### Work instructions
Send back exactly the lines from the opening line of the records below through the one with "use crate::hash;".

(Collected data entries)

☆ ☆ ☆ ☆

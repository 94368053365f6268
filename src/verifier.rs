use std::sync::Arc;

use log::trace;

use crate::algorithm::EpochAlgorithm;
use crate::cache::{CacheStats, EpochContextCache};
use crate::config::VerifierConfig;
use crate::error::Error;
use crate::hash;
use crate::types::{BlockHeight, EpochNumber, HeaderHash, MixHash, Nonce, Verification};

/// Proof-of-work verifier backed by a single-epoch context cache.
///
/// Create one per process at startup and share it (for example behind an
/// `Arc`); `verify` takes `&self` and is safe to call from many threads.
pub struct ProofOfWorkVerifier<A: EpochAlgorithm> {
    algorithm: A,
    config: VerifierConfig,
    cache: EpochContextCache<A::Context>,
}

impl<A: EpochAlgorithm> ProofOfWorkVerifier<A> {
    pub fn new(algorithm: A, config: VerifierConfig) -> Result<Self, Error> {
        config.validate()?;
        Ok(Self {
            algorithm,
            config,
            cache: EpochContextCache::new(),
        })
    }

    /// Verify a share or block: recompute the mix for `header_hash` and
    /// `nonce` at `height` and compare it byte for byte with `mix_hash`.
    ///
    /// A mismatch is `Ok` with `valid == false`; errors mean the computation
    /// did not run. The result hash is returned either way.
    pub fn verify(
        &self,
        header_hash: &HeaderHash,
        nonce: Nonce,
        height: BlockHeight,
        mix_hash: &MixHash,
    ) -> Result<Verification, Error> {
        let epoch = self.config.epoch_of(height)?;
        let context = self.context_for(epoch)?;

        let output = self
            .algorithm
            .compute_mix(&context, height, header_hash, nonce)
            .map_err(|source| Error::Computation { height, source })?;

        let valid = output.mix_hash == *mix_hash;
        trace!("height {height} nonce {nonce:#018x}: valid={valid}");
        Ok(Verification {
            valid,
            result_hash: output.result_hash,
            epoch,
        })
    }

    /// Build the context for `height`'s epoch ahead of the first share.
    pub fn warm_up(&self, height: BlockHeight) -> Result<EpochNumber, Error> {
        let epoch = self.config.epoch_of(height)?;
        self.context_for(epoch)?;
        Ok(epoch)
    }

    pub fn epoch_of(&self, height: BlockHeight) -> Result<EpochNumber, Error> {
        self.config.epoch_of(height)
    }

    /// Seed hash of the dataset used at `height`, as published in stratum jobs.
    ///
    /// Costs one Keccak-256 per epoch, so heights above `max_epoch` are
    /// rejected the same way `verify` rejects them.
    pub fn seed_hash_for_height(&self, height: BlockHeight) -> Result<[u8; 32], Error> {
        let epoch = self.config.epoch_of(height)?;
        self.config.check_epoch(epoch)?;
        Ok(hash::seed_hash(epoch))
    }

    pub fn config(&self) -> &VerifierConfig {
        &self.config
    }

    pub fn algorithm(&self) -> &A {
        &self.algorithm
    }

    pub fn cache(&self) -> &EpochContextCache<A::Context> {
        &self.cache
    }

    pub fn cache_stats(&self) -> CacheStats {
        self.cache.stats()
    }

    fn context_for(&self, epoch: EpochNumber) -> Result<Arc<A::Context>, Error> {
        self.config.check_epoch(epoch)?;
        self.cache
            .get_or_build(epoch, |epoch| self.algorithm.build_context(epoch))
    }
}
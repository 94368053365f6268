//! Hash primitives used around share validation.
use sha2::{Digest, Sha256};
use sha3::Keccak256;

use crate::types::{EpochNumber, HASH_BYTES};

/// SHA-256 applied twice, as used for block and transaction identifiers.
///
/// Any input length is accepted, including empty input.
pub fn sha256d(input: &[u8]) -> [u8; HASH_BYTES] {
    let mut hasher = Sha256::new();
    hasher.update(input);
    let first = hasher.finalize();

    let mut hasher = Sha256::new();
    hasher.update(first);
    hasher.finalize().into()
}

/// Seed hash identifying the dataset of `epoch`.
///
/// Starts from 32 zero bytes and applies Keccak-256 once per epoch, so epoch 0
/// yields the zero hash. Stratum jobs carry this value so miners can build the
/// matching dataset.
pub fn seed_hash(epoch: EpochNumber) -> [u8; HASH_BYTES] {
    let mut seed = [0u8; HASH_BYTES];
    for _ in 0..epoch.get() {
        seed = Keccak256::digest(seed).into();
    }
    seed
}
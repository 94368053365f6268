use derive_builder::Builder;

use crate::error::Error;
use crate::types::{BlockHeight, EpochNumber};

/// Blocks per dataset epoch on the Firo chain.
pub const FIROPOW_EPOCH_LENGTH: u64 = 1300;

/// Verifier policy: the epoch step function and the supported epoch range.
#[derive(Builder, Debug, Clone, PartialEq, Eq, serde::Serialize, serde::Deserialize)]
#[builder(pattern = "owned")]
#[serde(default)]
pub struct VerifierConfig {
    /// Number of consecutive heights sharing one dataset.
    #[builder(default = "FIROPOW_EPOCH_LENGTH")]
    pub epoch_length: u64,
    /// Highest epoch the verifier will build a context for. `None` leaves the
    /// limit to the algorithm.
    #[builder(default, setter(strip_option))]
    pub max_epoch: Option<u64>,
}

impl Default for VerifierConfig {
    fn default() -> Self {
        Self {
            epoch_length: FIROPOW_EPOCH_LENGTH,
            max_epoch: None,
        }
    }
}

impl VerifierConfig {
    pub fn validate(&self) -> Result<(), Error> {
        if self.epoch_length == 0 {
            return Err(Error::InvalidConfig("epoch_length must be >= 1".into()));
        }
        Ok(())
    }

    /// Load and validate a config from its JSON form. Missing fields take
    /// their defaults.
    pub fn from_json(json: &str) -> Result<Self, Error> {
        let config: VerifierConfig =
            serde_json::from_str(json).map_err(|e| Error::InvalidConfig(e.to_string()))?;
        config.validate()?;
        Ok(config)
    }

    /// Epoch containing `height`.
    ///
    /// The fields are public, so a config may reach here unvalidated; a zero
    /// `epoch_length` is reported as `InvalidConfig`.
    pub fn epoch_of(&self, height: BlockHeight) -> Result<EpochNumber, Error> {
        height
            .checked_div(self.epoch_length)
            .map(EpochNumber)
            .ok_or_else(|| Error::InvalidConfig("epoch_length must be >= 1".into()))
    }

    /// Reject epochs above `max_epoch` before any dataset is allocated.
    pub fn check_epoch(&self, epoch: EpochNumber) -> Result<(), Error> {
        match self.max_epoch {
            Some(max) if epoch.get() > max => Err(Error::InvalidArgument(format!(
                "epoch {epoch} exceeds the supported maximum {max}"
            ))),
            _ => Ok(()),
        }
    }
}

impl VerifierConfigBuilder {
    pub fn build_validated(self) -> Result<VerifierConfig, Error> {
        let config = self
            .build()
            .map_err(|e| Error::InvalidConfig(e.to_string()))?;
        config.validate()?;
        Ok(config)
    }
}
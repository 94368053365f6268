use std::fmt;
use std::sync::atomic::{AtomicU64, Ordering};
use std::sync::{Arc, Mutex, PoisonError, RwLock, RwLockReadGuard, RwLockWriteGuard};
use std::time::Instant;

use log::{debug, info, warn};

use crate::algorithm::BuildError;
use crate::error::Error;
use crate::types::EpochNumber;

/// Contents of the single cache slot. A context is only ever stored once it
/// is completely built.
enum Slot<C> {
    Empty,
    Built { epoch: EpochNumber, context: Arc<C> },
}

/// Snapshot of cache counters.
#[derive(Debug, Clone, Copy, Default, PartialEq, Eq, serde::Serialize)]
pub struct CacheStats {
    pub builds: u64,
    pub hits: u64,
    pub failures: u64,
}

/// Single-slot cache holding the context of the most recently requested epoch.
///
/// Readers of the held epoch clone an `Arc` under a short read lock and never
/// wait for a rebuild. Builds are serialised, so concurrent requests for the
/// same new epoch construct it once. A replaced context is released when the
/// last in-flight reader drops its handle.
pub struct EpochContextCache<C> {
    slot: RwLock<Slot<C>>,
    build_lock: Mutex<()>,
    builds: AtomicU64,
    hits: AtomicU64,
    failures: AtomicU64,
}

impl<C> EpochContextCache<C> {
    pub fn new() -> Self {
        Self {
            slot: RwLock::new(Slot::Empty),
            build_lock: Mutex::new(()),
            builds: AtomicU64::new(0),
            hits: AtomicU64::new(0),
            failures: AtomicU64::new(0),
        }
    }

    /// Return the context for `epoch`, building it with `build` on a miss.
    ///
    /// On success the new context replaces whatever was held. On failure the
    /// slot is left empty so the next call starts a fresh build.
    pub fn get_or_build<F>(&self, epoch: EpochNumber, build: F) -> Result<Arc<C>, Error>
    where
        F: FnOnce(EpochNumber) -> Result<C, BuildError>,
    {
        if let Some(context) = self.lookup(epoch) {
            return Ok(context);
        }

        let _building = self
            .build_lock
            .lock()
            .unwrap_or_else(PoisonError::into_inner);

        // Another caller may have finished this epoch while we waited.
        if let Some(context) = self.lookup(epoch) {
            return Ok(context);
        }

        info!("building epoch context for epoch {epoch}");
        let started = Instant::now();
        match build(epoch) {
            Ok(context) => {
                let context = Arc::new(context);
                let previous = self.replace(Slot::Built {
                    epoch,
                    context: Arc::clone(&context),
                });
                self.builds.fetch_add(1, Ordering::Relaxed);
                info!(
                    "epoch context for epoch {epoch} ready in {:.2?}",
                    started.elapsed()
                );
                if let Slot::Built { epoch: old, .. } = previous {
                    debug!("evicted epoch context for epoch {old}");
                }
                Ok(context)
            }
            Err(source) => {
                let previous = self.replace(Slot::Empty);
                self.failures.fetch_add(1, Ordering::Relaxed);
                warn!("failed to build epoch context for epoch {epoch}: {source}");
                drop(previous);
                Err(Error::ContextBuild { epoch, source })
            }
        }
    }

    /// Epoch of the held context, if any.
    pub fn current_epoch(&self) -> Option<EpochNumber> {
        match &*self.read_slot() {
            Slot::Built { epoch, .. } => Some(*epoch),
            Slot::Empty => None,
        }
    }

    /// Release the held context.
    pub fn clear(&self) {
        let previous = self.replace(Slot::Empty);
        if let Slot::Built { epoch, .. } = previous {
            debug!("cleared epoch context for epoch {epoch}");
        }
    }

    pub fn stats(&self) -> CacheStats {
        CacheStats {
            builds: self.builds.load(Ordering::Relaxed),
            hits: self.hits.load(Ordering::Relaxed),
            failures: self.failures.load(Ordering::Relaxed),
        }
    }

    fn lookup(&self, epoch: EpochNumber) -> Option<Arc<C>> {
        let found = match &*self.read_slot() {
            Slot::Built { epoch: held, context } if *held == epoch => Some(Arc::clone(context)),
            _ => None,
        };
        if found.is_some() {
            self.hits.fetch_add(1, Ordering::Relaxed);
        }
        found
    }

    /// Swap the slot and hand back the old value, so it is dropped after the
    /// write lock is released.
    fn replace(&self, next: Slot<C>) -> Slot<C> {
        std::mem::replace(&mut *self.write_slot(), next)
    }

    // Every write is a single assignment, so a poisoned lock still guards a
    // consistent slot.
    fn read_slot(&self) -> RwLockReadGuard<'_, Slot<C>> {
        self.slot.read().unwrap_or_else(PoisonError::into_inner)
    }

    fn write_slot(&self) -> RwLockWriteGuard<'_, Slot<C>> {
        self.slot.write().unwrap_or_else(PoisonError::into_inner)
    }
}

impl<C> Default for EpochContextCache<C> {
    fn default() -> Self {
        Self::new()
    }
}

impl<C> fmt::Debug for EpochContextCache<C> {
    fn fmt(&self, f: &mut fmt::Formatter<'_>) -> fmt::Result {
        f.debug_struct("EpochContextCache")
            .field("epoch", &self.current_epoch())
            .field("stats", &self.stats())
            .finish()
    }
}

☆ ☆ ☆ ☆

### Task result
repository 94368053365f6268
filename src/verifier.rs
use std::sync::Arc;

use log::trace;

use crate::algorithm::EpochAlgorithm;
use crate::cache::{CacheStats, EpochContextCache};
use crate::config::VerifierConfig;
use crate::error::Error;
use crate::hash;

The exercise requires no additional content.